Tomorrow Dr Ludwig and I will cover the issue of infections in patients with multiple myeloma. Dr Ludwig will be presenting the theoretical part and I will be presenting two cases illustrating the infectious complications in patients with multiple myeloma. In these two real cases we have a number of questions for the audience. So this will be how the workshop will go tomorrow.
What are the questions to be addressed?
The issue is more than the questions, it will be the issues related with infections – the frequency, the type, the prophylaxis and the treatment of the infections in patients with multiple myeloma in different situations. Myeloma itself places the patient at risk of infection. In fact, about 10% of patients with multiple myeloma are diagnosed with an infection due to an infectious complication, particularly pulmonary infections, pneumococcal pneumonia and so on. Then over the course of active disease the patients have an increased rate of infections. In fact, infection is the more frequent cause of death, either at the beginning in patients with high risk and also at the end of the disease, particularly bacterial infections.
So the prophylaxis and the treatment is crucial and now with novel agents, particularly with proteasome inhibitors, bortezomib, carfilzomib, ixazomib, prophylaxis against viral infections, particularly herpes zoster infections and varicella infections and so on is essential with azacitidine. So this is that. And then there is the issue of vaccination – vaccination against pneumococcal pneumonia, vaccinations against Haemophilus influenza and the flu. Also the issue of if to use or not to use high dose immunoglobulins in patients with very frequent bacterial, particularly pneumococcal, infections. All these will be discussed tomorrow.
What measures can be taken to help prevent infection?
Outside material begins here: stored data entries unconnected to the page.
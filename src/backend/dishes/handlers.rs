//! Dish HTTP Handlers
//!
//! - `GET /dishes` - dish listing with `search`, `restaurant` and `allergen` filters
//! - `GET /add_dish` - dish form
//! - `POST /add_dish` - insert a dish with its price and allergens

use axum::{
    extract::State,
    response::{IntoResponse, Response},
};
use serde_json::json;

use super::db::{self, DishQuery, NewDish};
use crate::backend::database::DbConn;
use crate::backend::error::BackendError;
use crate::backend::middleware::{CurrentUser, Fields, FormFields, QueryFields};
use crate::backend::restaurants::db::list_restaurant_options;
use crate::backend::routes::redirect_to;
use crate::backend::server::state::AppState;
use crate::backend::templates::{Page, Template};

/// Query string of the dishes page
#[derive(Debug, Default)]
pub struct DishParams {
    pub search: Option<String>,
    pub restaurant: Option<String>,
    pub allergen: Option<String>,
}

fn parse_id(name: &str, raw: Option<&str>) -> Result<Option<i64>, BackendError> {
    match raw.map(str::trim) {
        None | Some("") => Ok(None),
        Some(raw) => raw
            .parse::<i64>()
            .map(Some)
            .map_err(|_| BackendError::bad_request(format!("invalid {name} '{raw}'"))),
    }
}

impl DishParams {
    pub fn from_fields(fields: &Fields) -> Self {
        Self {
            search: fields.first("search"),
            restaurant: fields.first("restaurant"),
            allergen: fields.first("allergen"),
        }
    }

    /// Convert raw parameters into typed filters
    ///
    /// Blank ids mean "any". Non-integer ids are rejected.
    pub fn to_query(&self) -> Result<DishQuery, BackendError> {
        Ok(DishQuery {
            search: self.search.clone(),
            restaurant_id: parse_id("restaurant", self.restaurant.as_deref())?,
            exclude_allergen: parse_id("allergen", self.allergen.as_deref())?,
        })
    }
}

/// Collect the dish form
///
/// `allergens` may repeat, one value per checked box.
fn dish_from_fields(fields: &Fields) -> NewDish {
    NewDish {
        name: fields.first("name"),
        description: fields.first("description"),
        restaurant_id: fields.first("restaurant"),
        price: fields.first("price"),
        allergen_ids: fields.all("allergens"),
    }
}

/// `GET /dishes`
pub async fn dishes(
    CurrentUser(_): CurrentUser,
    State(state): State<AppState>,
    QueryFields(fields): QueryFields,
    mut db: DbConn,
) -> Result<Page, BackendError> {
    let params = DishParams::from_fields(&fields);
    let query = params.to_query()?;
    tracing::debug!("Dish listing with {:?}", query);

    let conn = db.get()?;
    let dishes = db::list_dishes(conn, &query).await?;
    let restaurants = list_restaurant_options(conn).await?;
    let allergens = db::list_allergens(conn).await?;

    state.render(
        Template::Dishes,
        &json!({
            "data": dishes,
            "restaurants": restaurants,
            "allergens": allergens,
            "search": params.search,
            "restaurant": params.restaurant,
            "allergen": params.allergen,
        }),
    )
}

/// `GET /add_dish`
pub async fn add_dish_form(
    CurrentUser(_): CurrentUser,
    State(state): State<AppState>,
    mut db: DbConn,
) -> Result<Page, BackendError> {
    render_form(&state, &mut db, None).await
}

/// `POST /add_dish`
pub async fn add_dish(
    CurrentUser(user_id): CurrentUser,
    State(state): State<AppState>,
    mut db: DbConn,
    FormFields(fields): FormFields,
) -> Result<Response, BackendError> {
    let dish = dish_from_fields(&fields);

    let result = db::create_dish(db.get()?, &dish).await;
    match result {
        Ok(dish_id) => {
            tracing::info!(
                "Dish {} added by user {} with {} allergens",
                dish_id,
                user_id,
                dish.allergen_ids.len()
            );
            Ok(redirect_to("/dishes"))
        }
        Err(e) => {
            tracing::warn!("Dish add failed: {}", e);
            let message = format!("Dish Add Failed: {e}");
            Ok(render_form(&state, &mut db, Some(message)).await?.into_response())
        }
    }
}

async fn render_form(
    state: &AppState,
    db: &mut DbConn,
    message: Option<String>,
) -> Result<Page, BackendError> {
    let conn = db.get()?;
    let restaurants = list_restaurant_options(conn).await?;
    let allergens = db::list_allergens(conn).await?;

    state.render(
        Template::AddDish,
        &json!({
            "restaurants": restaurants,
            "allergens": allergens,
            "message": message,
        }),
    )
}
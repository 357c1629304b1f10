/**
 * Identity Cookie
 *
 * The session is a single cookie, `user_id`, holding the raw numeric id of
 * the logged-in user. There is no server-side session store, no expiry and
 * no signature: whatever id the browser sends is used as-is.
 */

use axum::http::{header::COOKIE, HeaderMap};

/// Name of the identity cookie
pub const IDENTITY_COOKIE: &str = "user_id";

/// Read the user id from the request's `Cookie` headers
///
/// Returns `None` when the cookie is missing, empty or not a number.
pub fn read_user_id(headers: &HeaderMap) -> Option<i64> {
    headers
        .get_all(COOKIE)
        .iter()
        .filter_map(|h| h.to_str().ok())
        .flat_map(|h| h.split(';'))
        .filter_map(|pair| pair.trim().split_once('='))
        .find(|(name, _)| name.trim() == IDENTITY_COOKIE)
        .and_then(|(_, value)| value.trim().trim_matches('"').parse::<i64>().ok())
}

/// `Set-Cookie` value issued at login
pub fn identity_cookie(user_id: i64) -> String {
    format!("{IDENTITY_COOKIE}={user_id}; Path=/")
}

/// `Set-Cookie` value that clears the identity cookie at logout
pub fn cleared_identity_cookie() -> String {
    format!("{IDENTITY_COOKIE}=; Path=/; Max-Age=0; Expires=Thu, 01 Jan 1970 00:00:00 GMT")
}
//! Backend Module
//!
//! This module contains all server-side code for the restaurant review
//! application. It provides an Axum HTTP server backed by SQLite through sqlx.
//!
//! # Architecture
//!
//! The backend is organized into focused submodules:
//!
//! - **`server`** - Process configuration, application state, app creation
//! - **`routes`** - HTTP route configuration and router assembly
//! - **`database`** - Pool creation, per-request connections, filter builder
//! - **`auth`** - Users, identity cookie, login/register/logout handlers
//! - **`middleware`** - `CurrentUser` extractor guarding protected routes
//! - **`reviews`** - Review feed and review submission
//! - **`restaurants`** - Restaurant listing, detail page, restaurant submission
//! - **`dishes`** - Dish listing with allergen filtering, dish submission
//! - **`templates`** - Page identifiers and the HTML renderer
//! - **`error`** - Backend error type and HTTP conversion
//!
//! # Module Structure
//!
//! ```text
//! backend/
//! ├── mod.rs          - Module exports and documentation
//! ├── server/         - Config, state, initialization
//! ├── routes/         - Route configuration
//! ├── database/       - Pool, connections, filters, schema
//! ├── auth/           - Authentication
//! ├── middleware/     - Request extractors
//! ├── reviews/        - Reviews
//! ├── restaurants/    - Restaurants
//! ├── dishes/         - Dishes and allergens
//! ├── templates/      - Rendering
//! └── error/          - Error types
//! ```
//!
//! # State Management
//!
//! `AppState` holds the process-wide connection pool and the renderer. No
//! entity state lives in the process between requests; every page view
//! re-queries the store. Each request acquires its own pooled connection and
//! releases it when the handler returns.

/// Server setup and configuration
pub mod server;

/// Route configuration
pub mod routes;

/// Connection pool, per-request connections and query filters
pub mod database;

/// Authentication and user management
pub mod auth;

/// Extractors for request processing
pub mod middleware;

/// Review feed and submission
pub mod reviews;

/// Restaurant listing, detail and submission
pub mod restaurants;

/// Dish listing and submission
pub mod dishes;

/// Template identifiers and rendering
pub mod templates;

/// Backend error types
pub mod error;

/// Re-export commonly used types
pub use error::BackendError;
pub use server::create_app;
pub use server::state::AppState;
In preventing infections there are patients who are at higher risk than usual. Those who are diagnosed in hospital, particularly old women, are prone to urinary infections. Also patients with renal failure, also patients with IgG myeloma with a very high level of IgG monoclonal with decreased uninvolved immunoglobulins, these are the highest risk. These patients, at least for the two first amounts of treatment, need infection prophylaxis with septrin or levofloxacin; this is the prophylaxis that these particular patients need. Young patients, outpatients, these patients don’t need prophylaxis because the rate of infection is very low and when the patient is in the plateau phase, in stable response, these patients don’t have an increased risk of infection. But when the patient relapses, again particularly if there is renal failure, high levels of IgG and so on, these patients are prone again to infection. So then we need prophylaxis again.